▶ WORK ORDER: When you reach the line in the data below that contains "record.set(&confidence_column, confidence);", please start repeating lines exactly, and stop after the line that contains "let message = match", repeating nothing else.

▶ RECORDS FOR THE TASK:
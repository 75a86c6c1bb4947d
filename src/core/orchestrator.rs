use crate::core::loader::normalize_headers;
use crate::domain::model::{Dataset, PredictionResult, ProcessingOutcome, RecordFailure, TextColumn};
use crate::domain::ports::{Predictor, ProgressObserver};
use crate::domain::session::CancelHandle;
use crate::utils::error::{Result, TriageError};
use std::sync::Arc;
use std::time::Duration;
use tokio::task::JoinSet;

pub const ERROR_LABEL: &str = "Error";
pub const ERROR_CONFIDENCE: &str = "0%";
const CANCELLED_MESSAGE: &str = "Cancelled before prediction";

#[derive(Debug, Clone, PartialEq, Eq)]
pub struct SyntheticColumns {
    pub label: String,
    pub confidence: String,
}

/// 以 tracing 記錄進度，大約每 10% 輸出一次 info
#[derive(Debug, Default)]
pub struct TracingProgress;

impl ProgressObserver for TracingProgress {
    fn on_progress(&self, completed: usize, total: usize) {
        let step = (total / 10).max(1);
        if completed == total || completed % step == 0 {
            tracing::info!("⏳ Processed {}/{} records", completed, total);
        } else {
            tracing::debug!("⏳ Processed {}/{} records", completed, total);
        }
    }
}

#[derive(Debug, Clone)]
pub struct OrchestrationReport {
    pub outcomes: Vec<ProcessingOutcome>,
    pub failures: Vec<RecordFailure>,
    pub cancelled: bool,
    /// 取消時尚未處理的筆數
    pub unprocessed: usize,
}

/// 對每筆紀錄呼叫一次預測。預設逐筆等待；`concurrency > 1` 時以索引標記結果，輸出順序不變。
pub struct Orchestrator {
    predictor: Arc<dyn Predictor>,
    columns: SyntheticColumns,
    concurrency: usize,
    timeout: Duration,
}

impl Orchestrator {
    pub fn new(predictor: Arc<dyn Predictor>, columns: SyntheticColumns) -> Self {
        Self {
            predictor,
            columns,
            concurrency: 1,
            timeout: Duration::from_secs(30),
        }
    }

    pub fn with_concurrency(mut self, concurrency: usize) -> Self {
        self.concurrency = concurrency.max(1);
        self
    }

    pub fn with_timeout(mut self, timeout: Duration) -> Self {
        self.timeout = timeout;
        self
    }

    pub async fn run(
        &self,
        dataset: &mut Dataset,
        text_column: &TextColumn,
        cancel: &CancelHandle,
        progress: &dyn ProgressObserver,
    ) -> OrchestrationReport {
        let total = dataset.len();
        let texts: Vec<Option<String>> = dataset
            .records
            .iter()
            .map(|record| {
                // 只用修剪後的內容判斷是否空白，送出的是原始內容
                let text = record.get(&text_column.name);
                (!text.trim().is_empty()).then(|| text.to_string())
            })
            .collect();

        tracing::info!(
            "🤖 Predicting {} records with '{}' (concurrency {})",
            total,
            self.predictor.name(),
            self.concurrency
        );

        let mut outcomes: Vec<Option<ProcessingOutcome>> = vec![None; total];
        let cancelled = if self.concurrency <= 1 {
            self.run_sequential(texts, &mut outcomes, cancel, progress).await
        } else {
            self.run_bounded(texts, &mut outcomes, cancel, progress).await
        };

        let unprocessed = outcomes.iter().filter(|outcome| outcome.is_none()).count();
        let outcomes: Vec<ProcessingOutcome> = outcomes
            .into_iter()
            .map(|outcome| {
                outcome.unwrap_or_else(|| {
                    let message = if cancelled {
                        CANCELLED_MESSAGE
                    } else {
                        "Prediction task aborted"
                    };
                    ProcessingOutcome::Failed(message.to_string())
                })
            })
            .collect();

        self.write_synthetic_columns(dataset, &outcomes);

        let failures = outcomes
            .iter()
            .enumerate()
            .filter_map(|(index, outcome)| match outcome {
                ProcessingOutcome::Failed(message) => Some(RecordFailure {
                    index,
                    message: message.clone(),
                }),
                _ => None,
            })
            .collect();

        OrchestrationReport {
            outcomes,
            failures,
            cancelled,
            unprocessed,
        }
    }

    async fn run_sequential(
        &self,
        texts: Vec<Option<String>>,
        outcomes: &mut [Option<ProcessingOutcome>],
        cancel: &CancelHandle,
        progress: &dyn ProgressObserver,
    ) -> bool {
        let total = texts.len();
        for (index, text) in texts.into_iter().enumerate() {
            if cancel.is_cancelled() {
                tracing::warn!("🛑 Run cancelled at record {}/{}", index, total);
                return true;
            }

            let outcome = match text {
                None => ProcessingOutcome::Skipped,
                Some(text) => {
                    let result = predict_with_timeout(&*self.predictor, &text, self.timeout).await;
                    settle(index, result)
                }
            };
            outcomes[index] = Some(outcome);
            progress.on_progress(index + 1, total);
        }
        false
    }

    async fn run_bounded(
        &self,
        texts: Vec<Option<String>>,
        outcomes: &mut [Option<ProcessingOutcome>],
        cancel: &CancelHandle,
        progress: &dyn ProgressObserver,
    ) -> bool {
        let total = texts.len();
        let mut queue = texts.into_iter().enumerate();
        let mut in_flight: JoinSet<(usize, Result<PredictionResult>)> = JoinSet::new();
        let mut completed = 0usize;
        let mut cancelled = false;

        loop {
            while in_flight.len() < self.concurrency && !cancelled {
                if cancel.is_cancelled() {
                    tracing::warn!("🛑 Run cancelled with {} requests in flight", in_flight.len());
                    cancelled = true;
                    break;
                }
                match queue.next() {
                    Some((index, None)) => {
                        outcomes[index] = Some(ProcessingOutcome::Skipped);
                        completed += 1;
                        progress.on_progress(completed, total);
                    }
                    Some((index, Some(text))) => {
                        let predictor = Arc::clone(&self.predictor);
                        let timeout = self.timeout;
                        in_flight.spawn(async move {
                            let result = predict_with_timeout(&*predictor, &text, timeout).await;
                            (index, result)
                        });
                    }
                    None => break,
                }
            }

            match in_flight.join_next().await {
                Some(Ok((index, result))) => {
                    outcomes[index] = Some(settle(index, result));
                    completed += 1;
                    progress.on_progress(completed, total);
                }
                Some(Err(err)) => {
                    // 索引未知，結束後以失敗補上
                    tracing::error!("❌ Prediction task failed to complete: {}", err);
                }
                None => break,
            }
        }

        cancelled
    }

    /// 預測欄位名稱與原始欄位相同時加上 `_2`、`_3` 後綴，原始值保持不動
    fn resolve_synthetic_names(&self, dataset: &Dataset) -> (String, String) {
        if let [label, confidence] = dataset.synthetic_columns.as_slice() {
            return (label.clone(), confidence.clone());
        }

        let mut names = dataset.headers.clone();
        names.push(self.columns.label.clone());
        names.push(self.columns.confidence.clone());
        let mut resolved = normalize_headers(names).into_iter().rev();
        let confidence = resolved.next().unwrap_or_else(|| self.columns.confidence.clone());
        let label = resolved.next().unwrap_or_else(|| self.columns.label.clone());

        if label != self.columns.label || confidence != self.columns.confidence {
            tracing::warn!(
                "⚠️ Upload already has prediction columns, writing to '{}' / '{}'",
                label,
                confidence
            );
        }
        (label, confidence)
    }

    fn write_synthetic_columns(&self, dataset: &mut Dataset, outcomes: &[ProcessingOutcome]) {
        let (label_column, confidence_column) = self.resolve_synthetic_names(dataset);
        dataset.synthetic_columns = vec![label_column.clone(), confidence_column.clone()];

        for (record, outcome) in dataset.records.iter_mut().zip(outcomes) {
            let (label, confidence) = match outcome {
                ProcessingOutcome::Predicted(result) => match result.top() {
                    Some(top) => (top.label.clone(), format_confidence(top.probability)),
                    None => (ERROR_LABEL.to_string(), ERROR_CONFIDENCE.to_string()),
                },
                ProcessingOutcome::Skipped => (String::new(), String::new()),
                ProcessingOutcome::Failed(_) => {
                    (ERROR_LABEL.to_string(), ERROR_CONFIDENCE.to_string())
                }
            };
            record.set(&label_column, label);
            record.set(&confidence_column, confidence);
        }
    }
}

pub fn format_confidence(probability: f64) -> String {
    format!("{:.2}%", probability)
}

async fn predict_with_timeout(
    predictor: &dyn Predictor,
    text: &str,
    timeout: Duration,
) -> Result<PredictionResult> {
    match tokio::time::timeout(timeout, predictor.predict(text)).await {
        Ok(result) => result,
        Err(_) => Err(TriageError::ServiceUnavailable {
            message: format!("prediction timed out after {:?}", timeout),
        }),
    }
}

fn settle(index: usize, result: Result<PredictionResult>) -> ProcessingOutcome {
    let message = match result {
        Ok(prediction) if prediction.top().is_some() => {
            return ProcessingOutcome::Predicted(prediction)
        }
        Ok(_) => "service returned no predictions".to_string(),
        Err(err) => err.to_string(),
    };

    let failure = TriageError::RecordPredictionFailure {
        index,
        message: message.clone(),
    };
    tracing::warn!("⚠️ {}", failure);
    ProcessingOutcome::Failed(message)
}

▶ SOLUTION:
            record.set(&confidence_column, confidence);
        }
    }
}

pub fn format_confidence(probability: f64) -> String {
    format!("{:.2}%", probability)
}

async fn predict_with_timeout(
    predictor: &dyn Predictor,
    text: &str,
    timeout: Duration,
) -> Result<PredictionResult> {
    match tokio::time::timeout(timeout, predictor.predict(text)).await {
        Ok(result) => result,
        Err(_) => Err(TriageError::ServiceUnavailable {
            message: format!("prediction timed out after {:?}", timeout),
        }),
    }
}

fn settle(index: usize, result: Result<PredictionResult>) -> ProcessingOutcome {
    let message = match result {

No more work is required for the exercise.